::: DATA TO USE
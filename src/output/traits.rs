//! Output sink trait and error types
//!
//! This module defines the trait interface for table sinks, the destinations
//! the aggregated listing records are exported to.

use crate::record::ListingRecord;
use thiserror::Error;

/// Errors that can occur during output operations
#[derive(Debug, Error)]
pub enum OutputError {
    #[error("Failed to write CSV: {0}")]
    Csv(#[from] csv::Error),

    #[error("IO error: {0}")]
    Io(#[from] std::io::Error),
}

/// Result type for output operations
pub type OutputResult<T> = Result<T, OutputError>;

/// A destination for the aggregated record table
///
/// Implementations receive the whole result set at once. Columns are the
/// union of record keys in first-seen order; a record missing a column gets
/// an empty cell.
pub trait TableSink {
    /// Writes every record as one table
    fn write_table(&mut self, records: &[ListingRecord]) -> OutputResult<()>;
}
::::::
::: DATA TO USE
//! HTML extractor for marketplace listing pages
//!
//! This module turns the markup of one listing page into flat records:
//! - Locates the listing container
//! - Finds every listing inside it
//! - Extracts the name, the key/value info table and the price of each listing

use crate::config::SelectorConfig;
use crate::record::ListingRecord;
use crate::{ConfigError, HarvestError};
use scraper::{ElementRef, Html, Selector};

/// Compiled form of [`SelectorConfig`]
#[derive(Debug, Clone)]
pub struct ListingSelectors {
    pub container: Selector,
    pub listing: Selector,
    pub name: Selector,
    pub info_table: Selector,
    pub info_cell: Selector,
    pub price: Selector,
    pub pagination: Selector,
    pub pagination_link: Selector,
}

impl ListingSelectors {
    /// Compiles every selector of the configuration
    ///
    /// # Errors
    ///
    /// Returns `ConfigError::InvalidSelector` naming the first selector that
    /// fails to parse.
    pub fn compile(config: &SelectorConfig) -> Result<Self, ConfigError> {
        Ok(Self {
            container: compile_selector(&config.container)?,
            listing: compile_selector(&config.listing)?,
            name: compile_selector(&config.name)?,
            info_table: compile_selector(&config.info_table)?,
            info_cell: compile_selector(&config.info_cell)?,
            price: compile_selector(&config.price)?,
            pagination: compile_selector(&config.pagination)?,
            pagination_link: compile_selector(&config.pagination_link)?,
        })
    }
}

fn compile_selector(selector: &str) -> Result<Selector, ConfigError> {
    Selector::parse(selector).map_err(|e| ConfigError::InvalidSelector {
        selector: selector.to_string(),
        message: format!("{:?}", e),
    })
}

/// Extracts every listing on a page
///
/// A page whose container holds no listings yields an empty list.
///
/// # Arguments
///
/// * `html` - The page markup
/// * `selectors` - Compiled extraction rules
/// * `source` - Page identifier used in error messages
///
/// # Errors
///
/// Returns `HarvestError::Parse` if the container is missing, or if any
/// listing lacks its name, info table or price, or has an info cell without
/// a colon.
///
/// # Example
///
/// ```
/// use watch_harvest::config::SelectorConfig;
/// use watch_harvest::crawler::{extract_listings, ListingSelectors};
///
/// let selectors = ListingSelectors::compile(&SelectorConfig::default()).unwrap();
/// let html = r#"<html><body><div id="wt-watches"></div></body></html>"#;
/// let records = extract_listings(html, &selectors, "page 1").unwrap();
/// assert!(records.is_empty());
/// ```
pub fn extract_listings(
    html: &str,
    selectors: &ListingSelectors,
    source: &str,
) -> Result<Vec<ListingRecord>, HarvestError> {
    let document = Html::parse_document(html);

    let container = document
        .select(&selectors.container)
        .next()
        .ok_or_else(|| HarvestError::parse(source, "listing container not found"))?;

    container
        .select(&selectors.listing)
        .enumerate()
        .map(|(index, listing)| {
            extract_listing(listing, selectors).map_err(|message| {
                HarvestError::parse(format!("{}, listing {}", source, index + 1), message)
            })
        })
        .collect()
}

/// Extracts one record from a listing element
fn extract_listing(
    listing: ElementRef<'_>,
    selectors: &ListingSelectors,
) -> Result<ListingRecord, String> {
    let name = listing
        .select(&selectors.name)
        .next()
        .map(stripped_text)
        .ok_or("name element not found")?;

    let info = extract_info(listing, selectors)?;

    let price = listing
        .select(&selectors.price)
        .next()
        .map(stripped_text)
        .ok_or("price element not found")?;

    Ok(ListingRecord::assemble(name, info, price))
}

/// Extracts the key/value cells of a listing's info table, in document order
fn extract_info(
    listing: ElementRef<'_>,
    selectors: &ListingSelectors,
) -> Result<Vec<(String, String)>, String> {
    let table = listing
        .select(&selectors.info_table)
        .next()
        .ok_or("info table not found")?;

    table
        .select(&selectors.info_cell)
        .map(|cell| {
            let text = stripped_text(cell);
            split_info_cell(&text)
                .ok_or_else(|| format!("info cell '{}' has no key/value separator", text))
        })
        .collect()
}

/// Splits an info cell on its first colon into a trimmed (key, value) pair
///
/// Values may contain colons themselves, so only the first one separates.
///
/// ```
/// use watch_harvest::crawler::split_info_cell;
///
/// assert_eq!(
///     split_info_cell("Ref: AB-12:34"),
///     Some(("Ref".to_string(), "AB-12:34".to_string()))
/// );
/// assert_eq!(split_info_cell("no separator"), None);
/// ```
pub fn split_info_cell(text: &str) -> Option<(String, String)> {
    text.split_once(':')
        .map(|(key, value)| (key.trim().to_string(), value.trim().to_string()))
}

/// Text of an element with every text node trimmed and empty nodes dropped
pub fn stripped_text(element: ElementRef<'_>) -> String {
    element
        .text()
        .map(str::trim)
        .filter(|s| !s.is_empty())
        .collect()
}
::::::
::: DATA TO USE
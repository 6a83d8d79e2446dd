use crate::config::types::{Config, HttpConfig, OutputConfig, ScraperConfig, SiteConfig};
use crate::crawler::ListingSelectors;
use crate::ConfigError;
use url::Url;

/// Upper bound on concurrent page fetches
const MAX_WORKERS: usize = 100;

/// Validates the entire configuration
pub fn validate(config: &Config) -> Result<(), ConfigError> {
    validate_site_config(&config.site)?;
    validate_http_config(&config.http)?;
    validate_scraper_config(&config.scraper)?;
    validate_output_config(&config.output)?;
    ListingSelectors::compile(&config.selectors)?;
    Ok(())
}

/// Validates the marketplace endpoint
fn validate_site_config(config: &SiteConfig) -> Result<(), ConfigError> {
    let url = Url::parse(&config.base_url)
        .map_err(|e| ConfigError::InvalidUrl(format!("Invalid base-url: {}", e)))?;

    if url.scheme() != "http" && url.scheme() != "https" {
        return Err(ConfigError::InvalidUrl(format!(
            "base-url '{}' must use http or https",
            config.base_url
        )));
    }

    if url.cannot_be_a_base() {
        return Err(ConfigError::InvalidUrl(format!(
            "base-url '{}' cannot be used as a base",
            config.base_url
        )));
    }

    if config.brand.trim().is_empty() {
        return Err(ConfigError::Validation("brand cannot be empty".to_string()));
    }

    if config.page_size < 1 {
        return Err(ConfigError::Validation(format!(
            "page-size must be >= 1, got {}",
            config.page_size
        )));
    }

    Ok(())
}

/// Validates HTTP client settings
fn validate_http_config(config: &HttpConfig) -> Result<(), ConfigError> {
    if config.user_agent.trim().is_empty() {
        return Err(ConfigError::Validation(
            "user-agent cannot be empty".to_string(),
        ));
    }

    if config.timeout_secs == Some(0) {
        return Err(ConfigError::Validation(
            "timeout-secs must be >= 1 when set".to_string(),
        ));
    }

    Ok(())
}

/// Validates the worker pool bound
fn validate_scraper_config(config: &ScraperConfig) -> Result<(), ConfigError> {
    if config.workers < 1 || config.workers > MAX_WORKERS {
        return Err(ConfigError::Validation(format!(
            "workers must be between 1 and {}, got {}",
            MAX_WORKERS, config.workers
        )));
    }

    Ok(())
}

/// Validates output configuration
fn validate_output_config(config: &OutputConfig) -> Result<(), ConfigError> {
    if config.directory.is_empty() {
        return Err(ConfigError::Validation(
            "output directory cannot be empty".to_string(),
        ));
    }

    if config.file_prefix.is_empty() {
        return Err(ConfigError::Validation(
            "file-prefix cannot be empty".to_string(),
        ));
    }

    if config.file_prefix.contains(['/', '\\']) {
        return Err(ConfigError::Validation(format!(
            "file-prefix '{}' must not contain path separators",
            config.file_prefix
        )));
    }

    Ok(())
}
::::::
§ PROBLEM TO SOLVE:
Which lines in the data above hold the word "every"? Return each of them.

§ ANSWER TO THIS TASK:
    /// Writes every record as one table
//! - Finds every listing inside it
    /// Compiles every selector of the configuration
/// Extracts every listing on a page
/// Text of an element with every text node trimmed and empty nodes dropped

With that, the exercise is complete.